The Current State of Gas Prices in the U.S

Gas prices in the United States are high enough to make older people suddenly remember the shortages of the 1970s. However, they are low enough to signal “good times” for some. The United States is an extremely large country. It is also extremely diverse when it comes to population concentrations, natural resource proximity, and legislative boundaries.

Most people understand that the price of gasoline at the pump is intimately tied to the price of crude oil on the open market. Huge fluctuations in the price of consumer gasoline is partially determined by crude prices. Gas prices are also influenced by a host of other factors. Presently, average gasoline prices are moderately high, but they are relatively inconsequential when compared to other inflationary factors.

Monitoring Oil Prices 

The United States purchases crude oil from many regions of the world. It also produces an incredible amount of oil domestically. In fact, there is now a glut of oil now sitting in storage and refinery facilities throughout the United States. With this glut, many consumers wonder why gasoline prices seem a bit high.

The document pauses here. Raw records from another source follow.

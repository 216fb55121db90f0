//! `AppConfig` built from environment variables. Never stored globally: build one and thread it through `AppState`.

use crate::error::AppError;
use regex::Regex;
use std::net::SocketAddr;

pub const DEFAULT_SCHEMA_NAME: &str = "public";
pub const DEFAULT_SETTINGS_SCHEMA: &str = "pgdeck";
pub const DEFAULT_MAX_PAGE_LIMIT: u32 = 1000;
pub const DEFAULT_LISTEN_ADDR: &str = "0.0.0.0:3000";
pub const DEFAULT_BODY_LIMIT_BYTES: usize = 2 * 1024 * 1024;

#[derive(Clone, Debug)]
pub struct AppConfig {
    pub database_url: String,
    /// Namespace whose base tables are exposed.
    pub schema_name: String,
    /// When non-empty, only these tables are loaded.
    pub included_tables: Vec<String>,
    /// Schema holding the administrative `settings` table.
    pub settings_schema: String,
    /// Upper bound applied to client-supplied `limit`.
    pub max_page_limit: u32,
    pub listen_addr: SocketAddr,
    pub body_limit_bytes: usize,
}

impl AppConfig {
    pub fn from_env() -> Result<Self, AppError> {
        Self::from_lookup(|key| std::env::var(key).ok())
    }

    /// Build from any key lookup; empty values count as unset.
    pub fn from_lookup<F>(lookup: F) -> Result<Self, AppError>
    where
        F: Fn(&str) -> Option<String>,
    {
        let get = |key: &str| lookup(key).map(|v| v.trim().to_string()).filter(|v| !v.is_empty());

        let database_url = get("DATABASE_URL")
            .ok_or_else(|| AppError::Validation("DATABASE_URL is required".into()))?;
        let schema_name = get("SCHEMA_NAME").unwrap_or_else(|| DEFAULT_SCHEMA_NAME.into());
        let included_tables = get("INCLUDED_TABLES")
            .map(|raw| {
                raw.split(',')
                    .map(str::trim)
                    .filter(|s| !s.is_empty())
                    .map(String::from)
                    .collect()
            })
            .unwrap_or_default();
        let settings_schema = get("SETTINGS_SCHEMA").unwrap_or_else(|| DEFAULT_SETTINGS_SCHEMA.into());
        if !is_plain_identifier(&settings_schema) {
            return Err(AppError::Validation(format!(
                "SETTINGS_SCHEMA must be a plain identifier, got {}",
                settings_schema
            )));
        }
        let max_page_limit = match get("MAX_PAGE_LIMIT") {
            Some(v) => v
                .parse::<u32>()
                .ok()
                .filter(|n| *n > 0)
                .ok_or_else(|| AppError::Validation(format!("MAX_PAGE_LIMIT must be a positive integer, got {}", v)))?,
            None => DEFAULT_MAX_PAGE_LIMIT,
        };
        let listen_addr = get("LISTEN_ADDR")
            .unwrap_or_else(|| DEFAULT_LISTEN_ADDR.into())
            .parse::<SocketAddr>()
            .map_err(|e| AppError::Validation(format!("LISTEN_ADDR: {}", e)))?;
        let body_limit_bytes = match get("BODY_LIMIT_BYTES") {
            Some(v) => v
                .parse::<usize>()
                .map_err(|_| AppError::Validation(format!("BODY_LIMIT_BYTES must be an integer, got {}", v)))?,
            None => DEFAULT_BODY_LIMIT_BYTES,
        };

        Ok(AppConfig {
            database_url,
            schema_name,
            included_tables,
            settings_schema,
            max_page_limit,
            listen_addr,
            body_limit_bytes,
        })
    }

    /// Config with defaults for everything but the database url.
    pub fn with_database_url(database_url: impl Into<String>) -> Self {
        AppConfig {
            database_url: database_url.into(),
            schema_name: DEFAULT_SCHEMA_NAME.into(),
            included_tables: Vec::new(),
            settings_schema: DEFAULT_SETTINGS_SCHEMA.into(),
            max_page_limit: DEFAULT_MAX_PAGE_LIMIT,
            listen_addr: SocketAddr::from(([0, 0, 0, 0], 3000)),
            body_limit_bytes: DEFAULT_BODY_LIMIT_BYTES,
        }
    }
}

fn is_plain_identifier(s: &str) -> bool {
    Regex::new(r"^[A-Za-z_][A-Za-z0-9_]{0,62}$")
        .map(|re| re.is_match(s))
        .unwrap_or(false)
}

The oil-to-gas refining process is relatively simple. Prices at the pump do not only reflect the cost of refining. Prices include transportation costs, government agency regulatory costs, and a host of state and local taxes. These factors do not make it easy to correlate oil extraction and trade values with the prices paid at the pumps.

In general, consumers who live in close proximity to oil refining facilities enjoy lower gasoline prices. This is due to fewer trucking expenses, and local governments realizing that industry profits are more beneficial than optional taxes. Gasoline costs are higher in locations that are far from refining facilities. Not only are there more shipping fees, but legislative bodies in these areas view gas as a more taxable commodity. This is why perennially lower gas prices are seen in places like states bordering the Gulf of Mexico. It is also why interior mountain states often deal with the highest prices.

Market Pace and Locale Designation 

Gasoline is a byproduct of the crude oil market. Volumes of gas are purchased by companies at certain rates, and they are sold in order to make a profit. This is why oil prices can sink, but certain areas still see high gas prices. Gasoline purchases must cycle according to wholesale purchases in order to reflect the greater oil market.

Still, gas stations must pass along taxes to the consumer. Gas taxes vary widely across the United States. These taxes are compounded by state, city, and other legislative bodies. Also, gas prices can be determined by the individual seller. Multiple levels of corporate and legislative actions can make gasoline prices seem as though they are not connected to the crude oil market.

Perception of US Gas Prices 

Gasoline price percentages change far more rapidly than things like housing prices and income earnings. Slight changes in gas prices can create larger financial burdens to the average consumer because they seem somewhat arbitrary. However, US gas prices are far less volatile than prices in other countries. Though US gas consumption demands are the highest in the world, fluctuations in prices happen relatively slowly.

The current condition of US gas prices is moderately stable. Domestic reserves are high. This is creating a need for oil companies to market their product in a relatively inexpensive way. Volatile fluctuations in prices at the pump are mainly due to changes in state and local tax codes. In many areas of the country, seasonal gas increases continue to be a financial burden. This is mainly due to a stalling in income increases in the same areas. The vast majority of US consumers can still purchase gas in large volumes relatively cheaply when compared to income. This remains true even though the global oil market swings erratically each day.